> **EXERCISE OBJECTIVE**
When a line below holds the string "Serialize", show that line.

[Stored entries]

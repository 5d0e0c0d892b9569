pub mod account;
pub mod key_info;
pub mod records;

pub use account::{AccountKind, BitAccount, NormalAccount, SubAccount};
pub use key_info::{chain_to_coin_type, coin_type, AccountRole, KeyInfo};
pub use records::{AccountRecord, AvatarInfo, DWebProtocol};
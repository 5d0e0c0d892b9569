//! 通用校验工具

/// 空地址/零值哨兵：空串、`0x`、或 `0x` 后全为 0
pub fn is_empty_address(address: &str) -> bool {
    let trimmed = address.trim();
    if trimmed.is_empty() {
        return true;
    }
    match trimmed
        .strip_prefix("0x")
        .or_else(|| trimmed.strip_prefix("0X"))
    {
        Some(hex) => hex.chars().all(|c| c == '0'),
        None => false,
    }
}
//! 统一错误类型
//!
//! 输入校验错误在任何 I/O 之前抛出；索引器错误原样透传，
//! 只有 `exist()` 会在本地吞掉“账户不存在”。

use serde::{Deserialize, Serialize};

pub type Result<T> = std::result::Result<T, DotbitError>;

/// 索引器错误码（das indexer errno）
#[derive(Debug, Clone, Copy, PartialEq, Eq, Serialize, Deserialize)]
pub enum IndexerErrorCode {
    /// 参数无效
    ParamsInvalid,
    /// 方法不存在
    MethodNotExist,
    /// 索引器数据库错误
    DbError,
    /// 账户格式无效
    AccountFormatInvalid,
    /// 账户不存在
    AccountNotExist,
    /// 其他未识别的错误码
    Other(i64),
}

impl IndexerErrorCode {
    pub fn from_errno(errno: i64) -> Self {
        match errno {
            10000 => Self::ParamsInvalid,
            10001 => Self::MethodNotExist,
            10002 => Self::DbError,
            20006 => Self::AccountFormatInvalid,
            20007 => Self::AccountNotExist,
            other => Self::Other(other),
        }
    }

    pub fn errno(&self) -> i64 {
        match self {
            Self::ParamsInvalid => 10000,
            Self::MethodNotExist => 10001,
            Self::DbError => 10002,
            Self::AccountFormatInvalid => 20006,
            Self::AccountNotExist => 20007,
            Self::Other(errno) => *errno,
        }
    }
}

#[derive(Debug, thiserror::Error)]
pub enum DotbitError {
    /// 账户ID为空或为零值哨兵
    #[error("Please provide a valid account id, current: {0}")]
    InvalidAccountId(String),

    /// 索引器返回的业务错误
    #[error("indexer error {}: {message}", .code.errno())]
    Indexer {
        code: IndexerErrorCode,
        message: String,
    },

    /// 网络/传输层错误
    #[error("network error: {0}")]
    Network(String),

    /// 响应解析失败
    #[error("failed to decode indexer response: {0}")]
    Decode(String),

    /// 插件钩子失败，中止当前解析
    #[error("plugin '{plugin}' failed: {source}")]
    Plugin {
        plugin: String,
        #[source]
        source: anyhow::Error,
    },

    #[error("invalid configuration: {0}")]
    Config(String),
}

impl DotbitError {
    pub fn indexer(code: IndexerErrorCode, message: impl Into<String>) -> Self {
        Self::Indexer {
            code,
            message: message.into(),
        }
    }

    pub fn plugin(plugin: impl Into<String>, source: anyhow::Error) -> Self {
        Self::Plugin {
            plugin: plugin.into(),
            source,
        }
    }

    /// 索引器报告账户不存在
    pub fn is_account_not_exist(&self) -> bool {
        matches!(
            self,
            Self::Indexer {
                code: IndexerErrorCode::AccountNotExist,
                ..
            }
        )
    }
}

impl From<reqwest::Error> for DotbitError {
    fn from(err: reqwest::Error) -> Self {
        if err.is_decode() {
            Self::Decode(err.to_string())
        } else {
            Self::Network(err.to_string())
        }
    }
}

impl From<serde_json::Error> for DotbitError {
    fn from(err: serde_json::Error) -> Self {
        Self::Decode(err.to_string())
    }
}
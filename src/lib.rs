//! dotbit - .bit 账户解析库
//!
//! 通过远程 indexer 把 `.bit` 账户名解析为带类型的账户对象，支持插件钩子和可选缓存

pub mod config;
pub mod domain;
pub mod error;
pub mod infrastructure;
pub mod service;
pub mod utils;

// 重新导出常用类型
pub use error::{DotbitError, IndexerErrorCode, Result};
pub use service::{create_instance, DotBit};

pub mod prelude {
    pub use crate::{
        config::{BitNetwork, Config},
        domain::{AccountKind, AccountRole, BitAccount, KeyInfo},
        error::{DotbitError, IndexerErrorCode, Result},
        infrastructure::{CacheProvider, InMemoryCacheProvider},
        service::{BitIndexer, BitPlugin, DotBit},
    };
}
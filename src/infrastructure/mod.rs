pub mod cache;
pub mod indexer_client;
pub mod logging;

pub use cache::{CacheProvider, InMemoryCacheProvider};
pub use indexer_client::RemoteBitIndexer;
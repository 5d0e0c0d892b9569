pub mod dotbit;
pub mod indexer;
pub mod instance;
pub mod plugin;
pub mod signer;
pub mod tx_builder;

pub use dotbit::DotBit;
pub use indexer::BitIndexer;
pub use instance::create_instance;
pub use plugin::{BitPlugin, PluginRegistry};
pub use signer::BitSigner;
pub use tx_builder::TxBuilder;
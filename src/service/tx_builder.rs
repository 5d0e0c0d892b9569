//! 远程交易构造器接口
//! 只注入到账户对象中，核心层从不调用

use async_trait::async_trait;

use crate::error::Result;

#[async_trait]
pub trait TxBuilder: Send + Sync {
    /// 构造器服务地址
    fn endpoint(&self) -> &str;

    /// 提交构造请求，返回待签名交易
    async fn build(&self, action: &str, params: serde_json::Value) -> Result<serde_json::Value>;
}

> **SOLUTION FOR THIS TASK**
use serde::{Deserialize, Serialize};
#[derive(Debug, Clone, Copy, PartialEq, Eq, Serialize, Deserialize)]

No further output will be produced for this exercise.